Saturday, January 1st, 1994 at 12:00 am by Alexander C. Dill
Alexander C. Dill, Broker-Dealer Regulation Under the Securities Exchange Act of 1934: The Case of Independent Contracting, 1994 Colum. Bus. L. Rev. 189

This article propounds a theory of Exchange Act regulation. It is argued that the registered broker-dealer firm has become the key element in the regulatory framework of investor protection; within the self-regulatory system and under Commission oversight, it bears the principal burden of implementing Congressional and Commission policy. The article explicates this thesis through a case study of independent contracting, a business practice which contradicts the legal and economic underpinnings of the Exchange Act. In presenting this theory of regulation, the article uses a historical and economic analysis to explain the emergence of the broker-dealer firm as the primary instrument of investor protection.

Part II describes the conventional broker-dealer firm and independent contracting in the securities brokerage industry, and then summarizes the tax and labor law benefits that arise from independent contractor status. Part III summarizes the historical development of Exchange Act regulation and its underlying principles. Part IV summarizes and analyzes the Commission’s and the Division’s current positions on independent contracting, as reflected in interpretive and no-action letters, enforcement decisions, and the Hollinger decision. Part IV also discusses the significance of Hollinger for investor protection.

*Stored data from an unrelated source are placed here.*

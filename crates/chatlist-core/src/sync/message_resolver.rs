use std::collections::{HashMap, HashSet};
use std::sync::Arc;

use super::subscriptions::{SubscriptionKey, SubscriptionRegistry};
use crate::config::SyncConfig;
use crate::error::SyncError;
use crate::models::Message;
use crate::remote::{RemoteStore, Snapshot};

/// Follows the message a partner's last-message pointer names.
#[derive(Debug, Default)]
pub struct MessageResolver {
    /// partner id -> followed message id
    pointed: HashMap<String, String>,
    /// Partners whose followed message has not emitted yet
    awaiting: HashSet<String>,
}

impl MessageResolver {
    pub fn new() -> Self {
        Self::default()
    }

    /// Subscribe to `message_id` for `partner_id`, replacing the previous message.
    /// Returns false if that message is already followed.
    pub fn point(
        &mut self,
        partner_id: &str,
        message_id: &str,
        config: &SyncConfig,
        remote: &Arc<dyn RemoteStore>,
        registry: &mut SubscriptionRegistry,
    ) -> bool {
        let key = SubscriptionKey::Message(partner_id.to_string());
        if self.pointed.get(partner_id).map(String::as_str) == Some(message_id)
            && registry.contains(&key)
        {
            return false;
        }

        let path = config.schema.message(message_id);
        registry.subscribe(key, || remote.subscribe_value(&path));
        self.pointed
            .insert(partner_id.to_string(), message_id.to_string());
        self.awaiting.insert(partner_id.to_string());
        true
    }

    pub fn is_awaiting(&self, partner_id: &str) -> bool {
        self.awaiting.contains(partner_id)
    }

    /// Decode one emission of the followed message.
    pub fn resolve(
        &mut self,
        partner_id: &str,
        snapshot: &Snapshot,
        config: &SyncConfig,
    ) -> Result<Message, SyncError> {
        self.awaiting.remove(partner_id);
        let path = config.schema.message(&snapshot.key);
        if !snapshot.exists() {
            return Err(SyncError::NotFound {
                partner_id: partner_id.to_string(),
            });
        }
        Message::from_value(&snapshot.key, &path, &snapshot.value)
    }

    pub fn forget(&mut self, partner_id: &str) {
        self.pointed.remove(partner_id);
        self.awaiting.remove(partner_id);
    }
}

#[cfg(test)]
mod tests {
    use super::*;
    use serde_json::{json, Value};

    #[test]
    fn test_resolve_decodes_and_rejects() {
        let mut resolver = MessageResolver::new();
        let config = SyncConfig::new("me");

        let ok = Snapshot::new("m1", json!({"fromId": "bob", "timestamp": 5}));
        assert_eq!(resolver.resolve("bob", &ok, &config).unwrap().id, "m1");

        let gone = Snapshot::new("m1", Value::Null);
        assert!(matches!(
            resolver.resolve("bob", &gone, &config),
            Err(SyncError::NotFound { .. })
        ));

        let bad = Snapshot::new("m1", json!({"text": "no sender"}));
        assert!(matches!(
            resolver.resolve("bob", &bad, &config),
            Err(SyncError::MalformedRecord { .. })
        ));
    }

    #[tokio::test]
    async fn test_point_awaits_first_emission() {
        let remote: Arc<dyn RemoteStore> = Arc::new(crate::remote::MemoryStore::new());
        let (tx, _rx) = tokio::sync::mpsc::unbounded_channel();
        let mut registry = SubscriptionRegistry::new(tx);
        let config = SyncConfig::new("me");
        let mut resolver = MessageResolver::new();

        assert!(resolver.point("bob", "m1", &config, &remote, &mut registry));
        assert!(!resolver.point("bob", "m1", &config, &remote, &mut registry));
        assert!(resolver.is_awaiting("bob"));

        let emitted = Snapshot::new("m1", json!({"fromId": "bob", "timestamp": 5}));
        resolver.resolve("bob", &emitted, &config).unwrap();
        assert!(!resolver.is_awaiting("bob"));

        assert!(resolver.point("bob", "m2", &config, &remote, &mut registry));
        resolver.forget("bob");
        assert!(!resolver.is_awaiting("bob"));
    }
}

Part V presents an economic theory of Exchange Act regulation that supplements the foregoing legal and historical analysis. Ronald Coase’s work on ‘social‘ cost and his theory of the ‘firm‘ are useful in explaining the emerging regulatory role of the broker-dealer firm and the inconsistency of permitting independent contracting. The ‘Coase theorem‘ maintains that parties would allocate property rights efficiently in the absence of transaction costs and thus produce goods and services at their true ‘social‘ cost – i.e., without imposing externalities on the public. Coase also asserts that business firms are formed in order to reduce transaction costs through controlling the means of production. This theory may be combined with Coase’s theory of ‘social‘ cost and extended to the regulatory context, using the Exchange Act as an example.

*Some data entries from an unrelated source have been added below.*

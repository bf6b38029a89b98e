use serde::{Deserialize, Serialize};

use crate::constants;
use crate::remote::StorePath;

/// Names of the roots, folders and fields of the remote schema.
#[derive(Debug, Clone, PartialEq, Eq, Serialize, Deserialize)]
#[serde(rename_all = "camelCase", default)]
pub struct StoreSchema {
    pub roster_root: String,
    pub messages_root: String,
    pub conversation_meta_root: String,
    pub users_root: String,
    pub last_message_pointer_folder: String,
    pub badge_count_field: String,
    pub name_field: String,
    pub thumbnail_url_field: String,
}

impl Default for StoreSchema {
    fn default() -> Self {
        Self {
            roster_root: constants::ROSTER_ROOT.to_string(),
            messages_root: constants::MESSAGES_ROOT.to_string(),
            conversation_meta_root: constants::CONVERSATION_META_ROOT.to_string(),
            users_root: constants::USERS_ROOT.to_string(),
            last_message_pointer_folder: constants::LAST_MESSAGE_POINTER_FOLDER.to_string(),
            badge_count_field: constants::FIELD_BADGE_COUNT.to_string(),
            name_field: constants::FIELD_NAME.to_string(),
            thumbnail_url_field: constants::FIELD_THUMBNAIL_URL.to_string(),
        }
    }
}

impl StoreSchema {
    // ===== Paths =====

    pub fn roster(&self, user_id: &str) -> StorePath {
        StorePath::from_segments([self.roster_root.as_str(), user_id])
    }

    /// Deleting this path is how a conversation is deleted remotely.
    pub fn roster_entry(&self, user_id: &str, partner_id: &str) -> StorePath {
        self.roster(user_id).child(partner_id)
    }

    pub fn last_message_pointers(&self, user_id: &str, partner_id: &str) -> StorePath {
        self.roster_entry(user_id, partner_id)
            .child(&self.last_message_pointer_folder)
    }

    pub fn message(&self, message_id: &str) -> StorePath {
        StorePath::from_segments([self.messages_root.as_str(), message_id])
    }

    pub fn conversation_meta(&self, user_id: &str, partner_id: &str) -> StorePath {
        StorePath::from_segments([self.conversation_meta_root.as_str(), user_id, partner_id])
    }

    pub fn user(&self, partner_id: &str) -> StorePath {
        StorePath::from_segments([self.users_root.as_str(), partner_id])
    }
}

/// Engine configuration for one signed-in user.
#[derive(Debug, Clone, PartialEq, Eq, Serialize, Deserialize)]
#[serde(rename_all = "camelCase")]
pub struct SyncConfig {
    pub current_user_id: String,
    #[serde(default)]
    pub schema: StoreSchema,
}

impl SyncConfig {
    pub fn new(current_user_id: impl Into<String>) -> Self {
        Self {
            current_user_id: current_user_id.into(),
            schema: StoreSchema::default(),
        }
    }

    pub fn with_schema(mut self, schema: StoreSchema) -> Self {
        self.schema = schema;
        self
    }
}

I maintain that both Congress and the Commission, through an evolutionary process, have come to view the broker-dealer ‘firm‘ implicitly as the most efficient means of internalizing the relatively high (social) transaction costs of securities trades. In addition, courts increasingly have recognized enterprise liability as an efficient risk-shifting means of investor protection. In effect, the brokerage ‘firm‘ is no longer merely a profit-making enterprise for reducing private transaction costs. Evidence for this thesis lies in the historical development of Exchange Act regulation. However, because they are not regulated as broker- dealer ‘firms,‘ yet in essence act like them, independent contractors do not internalize social cost and consequently produce an inefficiency. To achieve economic (social wealth-maximizing) efficiency – i.e., to equate both the independent contractor’s and its firm’s private and social costs – independent contractors should either become ‘employees‘ under tax and labor law or register with the Commission as broker-dealers. Only such a policy change would remain true to the legal and policy requirements of section 15 of the Exchange Act, and the central regulatory role played by the broker-dealer firm.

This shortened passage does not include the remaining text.